[[ WORKING DATA, beginning ]]

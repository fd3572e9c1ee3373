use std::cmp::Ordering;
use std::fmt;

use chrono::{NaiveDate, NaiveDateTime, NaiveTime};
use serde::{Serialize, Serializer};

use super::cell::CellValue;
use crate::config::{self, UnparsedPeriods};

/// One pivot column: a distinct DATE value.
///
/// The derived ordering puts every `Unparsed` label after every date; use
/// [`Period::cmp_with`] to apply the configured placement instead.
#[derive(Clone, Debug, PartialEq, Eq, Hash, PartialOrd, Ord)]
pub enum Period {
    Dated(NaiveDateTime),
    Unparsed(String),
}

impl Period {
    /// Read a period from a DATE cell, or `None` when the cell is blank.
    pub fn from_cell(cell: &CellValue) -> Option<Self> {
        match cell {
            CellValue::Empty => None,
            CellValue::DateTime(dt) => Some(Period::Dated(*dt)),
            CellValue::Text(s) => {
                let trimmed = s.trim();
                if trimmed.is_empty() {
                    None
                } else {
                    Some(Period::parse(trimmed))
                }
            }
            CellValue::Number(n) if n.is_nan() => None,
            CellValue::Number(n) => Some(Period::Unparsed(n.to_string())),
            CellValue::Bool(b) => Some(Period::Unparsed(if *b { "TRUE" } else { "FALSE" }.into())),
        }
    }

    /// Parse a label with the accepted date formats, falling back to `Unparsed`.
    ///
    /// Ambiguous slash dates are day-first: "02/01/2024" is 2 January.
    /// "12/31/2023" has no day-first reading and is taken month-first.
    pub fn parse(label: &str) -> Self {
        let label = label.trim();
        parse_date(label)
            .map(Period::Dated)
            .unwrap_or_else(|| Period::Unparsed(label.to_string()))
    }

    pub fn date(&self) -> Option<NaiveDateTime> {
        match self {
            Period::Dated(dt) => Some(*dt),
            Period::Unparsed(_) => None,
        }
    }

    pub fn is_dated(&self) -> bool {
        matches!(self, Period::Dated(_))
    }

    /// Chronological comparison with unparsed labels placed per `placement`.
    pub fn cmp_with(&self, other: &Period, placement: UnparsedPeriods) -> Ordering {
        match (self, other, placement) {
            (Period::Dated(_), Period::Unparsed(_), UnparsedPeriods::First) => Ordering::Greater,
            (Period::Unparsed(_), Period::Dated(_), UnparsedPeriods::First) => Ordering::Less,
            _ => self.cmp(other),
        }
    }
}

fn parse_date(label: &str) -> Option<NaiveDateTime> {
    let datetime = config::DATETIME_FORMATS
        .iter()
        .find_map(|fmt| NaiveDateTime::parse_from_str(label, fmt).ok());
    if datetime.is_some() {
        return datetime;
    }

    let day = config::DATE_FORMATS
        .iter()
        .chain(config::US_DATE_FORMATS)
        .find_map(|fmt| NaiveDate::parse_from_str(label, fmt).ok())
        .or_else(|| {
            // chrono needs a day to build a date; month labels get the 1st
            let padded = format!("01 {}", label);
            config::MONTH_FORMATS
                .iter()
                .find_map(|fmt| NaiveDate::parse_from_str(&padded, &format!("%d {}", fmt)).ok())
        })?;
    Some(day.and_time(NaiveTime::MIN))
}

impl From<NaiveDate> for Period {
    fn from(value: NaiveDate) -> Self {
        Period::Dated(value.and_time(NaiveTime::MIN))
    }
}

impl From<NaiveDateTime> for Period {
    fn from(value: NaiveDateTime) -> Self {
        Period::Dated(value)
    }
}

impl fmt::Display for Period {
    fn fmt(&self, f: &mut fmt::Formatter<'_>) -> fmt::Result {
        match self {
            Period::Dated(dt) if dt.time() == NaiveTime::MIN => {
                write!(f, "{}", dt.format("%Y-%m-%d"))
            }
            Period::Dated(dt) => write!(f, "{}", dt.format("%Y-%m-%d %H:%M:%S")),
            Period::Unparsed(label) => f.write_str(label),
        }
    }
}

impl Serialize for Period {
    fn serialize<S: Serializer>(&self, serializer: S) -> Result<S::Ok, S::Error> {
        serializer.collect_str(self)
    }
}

[[ WORKING DATA, end ]]
[[ WORKING DATA, beginning ]]

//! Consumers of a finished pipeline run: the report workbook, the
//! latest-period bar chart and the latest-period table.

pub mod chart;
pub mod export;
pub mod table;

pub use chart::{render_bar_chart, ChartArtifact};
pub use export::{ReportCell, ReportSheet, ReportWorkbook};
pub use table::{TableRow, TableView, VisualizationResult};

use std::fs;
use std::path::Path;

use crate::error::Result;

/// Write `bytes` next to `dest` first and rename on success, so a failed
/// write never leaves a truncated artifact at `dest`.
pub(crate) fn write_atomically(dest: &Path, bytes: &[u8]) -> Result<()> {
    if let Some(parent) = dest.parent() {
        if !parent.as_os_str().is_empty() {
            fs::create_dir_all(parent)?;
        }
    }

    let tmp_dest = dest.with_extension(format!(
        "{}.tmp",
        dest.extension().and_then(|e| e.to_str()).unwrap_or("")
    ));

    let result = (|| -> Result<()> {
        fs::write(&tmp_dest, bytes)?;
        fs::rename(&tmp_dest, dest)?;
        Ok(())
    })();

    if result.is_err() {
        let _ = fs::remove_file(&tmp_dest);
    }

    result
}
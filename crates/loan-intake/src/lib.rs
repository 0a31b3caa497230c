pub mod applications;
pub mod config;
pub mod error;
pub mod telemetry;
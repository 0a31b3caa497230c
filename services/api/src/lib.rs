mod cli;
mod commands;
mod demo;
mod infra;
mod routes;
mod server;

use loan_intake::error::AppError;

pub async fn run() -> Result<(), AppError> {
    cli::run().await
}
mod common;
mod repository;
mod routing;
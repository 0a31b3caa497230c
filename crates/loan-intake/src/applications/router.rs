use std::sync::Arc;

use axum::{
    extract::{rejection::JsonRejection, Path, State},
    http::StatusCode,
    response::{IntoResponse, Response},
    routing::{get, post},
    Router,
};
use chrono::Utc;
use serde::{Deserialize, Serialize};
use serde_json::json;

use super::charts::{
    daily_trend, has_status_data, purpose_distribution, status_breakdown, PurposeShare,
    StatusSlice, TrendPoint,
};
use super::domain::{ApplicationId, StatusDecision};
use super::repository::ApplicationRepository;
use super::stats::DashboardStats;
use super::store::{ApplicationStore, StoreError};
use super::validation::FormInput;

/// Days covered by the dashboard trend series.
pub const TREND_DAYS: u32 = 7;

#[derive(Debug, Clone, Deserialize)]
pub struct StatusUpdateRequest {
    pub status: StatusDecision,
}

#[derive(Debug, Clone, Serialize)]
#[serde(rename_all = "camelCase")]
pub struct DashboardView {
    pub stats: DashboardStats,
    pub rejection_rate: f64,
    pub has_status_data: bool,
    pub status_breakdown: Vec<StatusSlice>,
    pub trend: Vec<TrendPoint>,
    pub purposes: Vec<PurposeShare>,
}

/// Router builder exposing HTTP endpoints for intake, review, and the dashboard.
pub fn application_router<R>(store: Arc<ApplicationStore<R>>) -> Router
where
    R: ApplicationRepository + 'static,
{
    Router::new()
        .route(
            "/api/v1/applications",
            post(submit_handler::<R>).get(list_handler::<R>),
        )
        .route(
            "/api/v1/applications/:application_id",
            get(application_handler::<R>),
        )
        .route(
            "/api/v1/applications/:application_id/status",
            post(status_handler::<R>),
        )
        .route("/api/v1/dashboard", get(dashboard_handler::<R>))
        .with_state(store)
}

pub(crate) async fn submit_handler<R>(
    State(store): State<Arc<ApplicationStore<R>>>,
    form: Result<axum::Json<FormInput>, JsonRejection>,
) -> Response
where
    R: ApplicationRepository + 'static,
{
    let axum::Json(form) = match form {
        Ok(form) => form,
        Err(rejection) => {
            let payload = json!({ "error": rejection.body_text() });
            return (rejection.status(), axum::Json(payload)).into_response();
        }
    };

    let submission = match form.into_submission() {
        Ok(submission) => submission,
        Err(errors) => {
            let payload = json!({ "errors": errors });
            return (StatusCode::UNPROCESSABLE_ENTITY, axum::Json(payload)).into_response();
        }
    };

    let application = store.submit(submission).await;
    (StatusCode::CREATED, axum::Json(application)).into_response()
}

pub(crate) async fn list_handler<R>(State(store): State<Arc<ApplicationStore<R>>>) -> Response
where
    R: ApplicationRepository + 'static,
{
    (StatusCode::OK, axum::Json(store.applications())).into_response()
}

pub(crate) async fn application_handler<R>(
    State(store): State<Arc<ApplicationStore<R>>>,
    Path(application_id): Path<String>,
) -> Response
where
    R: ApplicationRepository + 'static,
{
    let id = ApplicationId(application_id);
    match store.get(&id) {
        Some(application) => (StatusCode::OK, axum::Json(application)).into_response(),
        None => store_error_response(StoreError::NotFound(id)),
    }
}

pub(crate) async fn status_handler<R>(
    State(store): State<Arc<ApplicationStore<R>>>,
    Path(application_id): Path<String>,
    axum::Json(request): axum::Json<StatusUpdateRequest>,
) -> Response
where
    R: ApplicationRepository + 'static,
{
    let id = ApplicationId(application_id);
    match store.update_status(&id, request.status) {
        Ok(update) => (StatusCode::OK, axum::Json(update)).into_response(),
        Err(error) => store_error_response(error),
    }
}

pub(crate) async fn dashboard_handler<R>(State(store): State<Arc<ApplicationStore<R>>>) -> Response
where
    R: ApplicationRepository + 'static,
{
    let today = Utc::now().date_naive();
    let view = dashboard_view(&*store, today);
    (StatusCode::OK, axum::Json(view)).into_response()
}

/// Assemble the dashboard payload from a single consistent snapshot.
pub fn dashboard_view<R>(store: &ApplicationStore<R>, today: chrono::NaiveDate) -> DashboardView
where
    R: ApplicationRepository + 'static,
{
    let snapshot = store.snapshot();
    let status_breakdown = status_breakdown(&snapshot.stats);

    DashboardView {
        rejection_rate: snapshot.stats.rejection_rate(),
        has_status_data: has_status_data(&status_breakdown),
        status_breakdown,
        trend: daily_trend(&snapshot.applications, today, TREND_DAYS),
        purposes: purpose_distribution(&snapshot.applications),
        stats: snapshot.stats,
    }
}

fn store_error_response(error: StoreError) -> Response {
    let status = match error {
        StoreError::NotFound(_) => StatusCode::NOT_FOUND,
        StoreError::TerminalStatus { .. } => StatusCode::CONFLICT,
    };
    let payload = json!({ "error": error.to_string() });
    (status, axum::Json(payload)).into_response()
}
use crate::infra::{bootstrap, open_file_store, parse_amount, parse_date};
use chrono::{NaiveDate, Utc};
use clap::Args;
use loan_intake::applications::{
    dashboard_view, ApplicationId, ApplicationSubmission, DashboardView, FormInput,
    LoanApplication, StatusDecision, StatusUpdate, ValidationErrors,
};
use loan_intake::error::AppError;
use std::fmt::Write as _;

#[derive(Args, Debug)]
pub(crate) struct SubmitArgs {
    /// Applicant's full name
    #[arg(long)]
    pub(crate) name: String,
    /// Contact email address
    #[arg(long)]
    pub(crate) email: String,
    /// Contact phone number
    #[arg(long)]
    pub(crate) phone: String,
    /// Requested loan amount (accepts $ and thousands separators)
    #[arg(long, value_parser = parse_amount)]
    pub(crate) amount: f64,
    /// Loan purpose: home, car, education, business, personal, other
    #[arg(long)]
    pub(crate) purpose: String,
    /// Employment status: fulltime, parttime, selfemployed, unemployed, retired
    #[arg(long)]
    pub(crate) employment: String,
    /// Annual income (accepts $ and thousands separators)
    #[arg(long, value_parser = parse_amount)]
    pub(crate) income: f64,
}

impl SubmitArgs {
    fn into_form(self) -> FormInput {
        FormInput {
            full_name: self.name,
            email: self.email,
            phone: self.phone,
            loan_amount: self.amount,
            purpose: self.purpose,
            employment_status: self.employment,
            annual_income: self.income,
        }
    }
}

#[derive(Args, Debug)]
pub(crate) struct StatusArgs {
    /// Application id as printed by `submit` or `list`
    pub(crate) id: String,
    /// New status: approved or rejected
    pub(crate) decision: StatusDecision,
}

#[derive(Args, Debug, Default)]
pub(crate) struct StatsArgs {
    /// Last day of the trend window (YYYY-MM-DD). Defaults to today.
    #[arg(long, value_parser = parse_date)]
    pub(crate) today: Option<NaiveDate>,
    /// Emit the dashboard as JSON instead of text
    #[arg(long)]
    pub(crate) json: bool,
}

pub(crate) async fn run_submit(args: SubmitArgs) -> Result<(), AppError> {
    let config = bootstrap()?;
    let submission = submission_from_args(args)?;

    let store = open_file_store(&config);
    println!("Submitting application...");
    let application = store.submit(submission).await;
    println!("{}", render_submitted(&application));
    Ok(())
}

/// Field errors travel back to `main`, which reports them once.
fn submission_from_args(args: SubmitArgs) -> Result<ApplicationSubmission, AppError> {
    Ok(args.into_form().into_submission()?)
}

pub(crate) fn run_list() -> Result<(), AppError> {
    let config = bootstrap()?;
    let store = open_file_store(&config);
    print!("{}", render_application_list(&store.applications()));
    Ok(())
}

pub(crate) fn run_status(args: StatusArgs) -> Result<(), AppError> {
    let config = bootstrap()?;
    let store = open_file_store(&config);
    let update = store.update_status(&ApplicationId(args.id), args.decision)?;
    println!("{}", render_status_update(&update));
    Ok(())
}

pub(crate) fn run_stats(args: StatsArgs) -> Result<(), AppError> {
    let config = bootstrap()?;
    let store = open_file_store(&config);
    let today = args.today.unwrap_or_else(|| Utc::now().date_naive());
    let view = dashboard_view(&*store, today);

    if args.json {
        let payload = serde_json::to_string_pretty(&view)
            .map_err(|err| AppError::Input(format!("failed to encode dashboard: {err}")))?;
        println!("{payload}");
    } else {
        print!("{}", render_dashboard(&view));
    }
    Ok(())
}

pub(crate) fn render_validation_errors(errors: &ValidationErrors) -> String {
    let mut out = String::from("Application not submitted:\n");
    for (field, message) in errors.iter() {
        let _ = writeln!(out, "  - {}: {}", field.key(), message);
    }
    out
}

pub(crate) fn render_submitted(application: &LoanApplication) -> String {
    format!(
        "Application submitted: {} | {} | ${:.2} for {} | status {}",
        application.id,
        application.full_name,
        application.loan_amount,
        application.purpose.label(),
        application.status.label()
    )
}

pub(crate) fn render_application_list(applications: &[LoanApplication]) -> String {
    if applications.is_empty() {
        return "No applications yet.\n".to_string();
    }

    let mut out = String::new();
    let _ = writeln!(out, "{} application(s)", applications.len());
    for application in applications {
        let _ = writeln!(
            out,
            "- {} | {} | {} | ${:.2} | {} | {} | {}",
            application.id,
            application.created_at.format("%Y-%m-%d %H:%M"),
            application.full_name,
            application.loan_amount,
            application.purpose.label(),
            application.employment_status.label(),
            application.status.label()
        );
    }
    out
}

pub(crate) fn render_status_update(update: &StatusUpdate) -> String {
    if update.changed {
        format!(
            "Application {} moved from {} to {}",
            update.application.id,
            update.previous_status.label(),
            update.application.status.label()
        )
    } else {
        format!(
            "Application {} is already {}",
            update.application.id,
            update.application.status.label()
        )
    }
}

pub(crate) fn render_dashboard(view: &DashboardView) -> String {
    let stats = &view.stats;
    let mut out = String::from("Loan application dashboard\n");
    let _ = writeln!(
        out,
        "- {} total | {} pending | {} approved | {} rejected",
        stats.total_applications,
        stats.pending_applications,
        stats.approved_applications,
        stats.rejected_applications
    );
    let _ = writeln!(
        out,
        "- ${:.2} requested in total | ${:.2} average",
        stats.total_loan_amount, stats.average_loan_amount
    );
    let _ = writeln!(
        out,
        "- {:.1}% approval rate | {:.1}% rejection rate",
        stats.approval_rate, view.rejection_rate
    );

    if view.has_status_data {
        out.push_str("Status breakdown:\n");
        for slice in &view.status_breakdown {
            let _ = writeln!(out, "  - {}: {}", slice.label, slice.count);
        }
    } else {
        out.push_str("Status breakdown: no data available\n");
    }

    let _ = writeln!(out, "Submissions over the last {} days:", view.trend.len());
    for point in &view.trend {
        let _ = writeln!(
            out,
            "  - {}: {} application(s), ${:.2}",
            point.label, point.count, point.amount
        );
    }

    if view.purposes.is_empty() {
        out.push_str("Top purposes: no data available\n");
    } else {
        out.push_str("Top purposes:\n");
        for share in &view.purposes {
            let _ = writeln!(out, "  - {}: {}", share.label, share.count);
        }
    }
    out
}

[[ WORKING DATA, end ]]

WORK INSTRUCTION: Since only a number is wanted, please say how many lines in the data include the word "None".

REPLY TO THE TASK: 6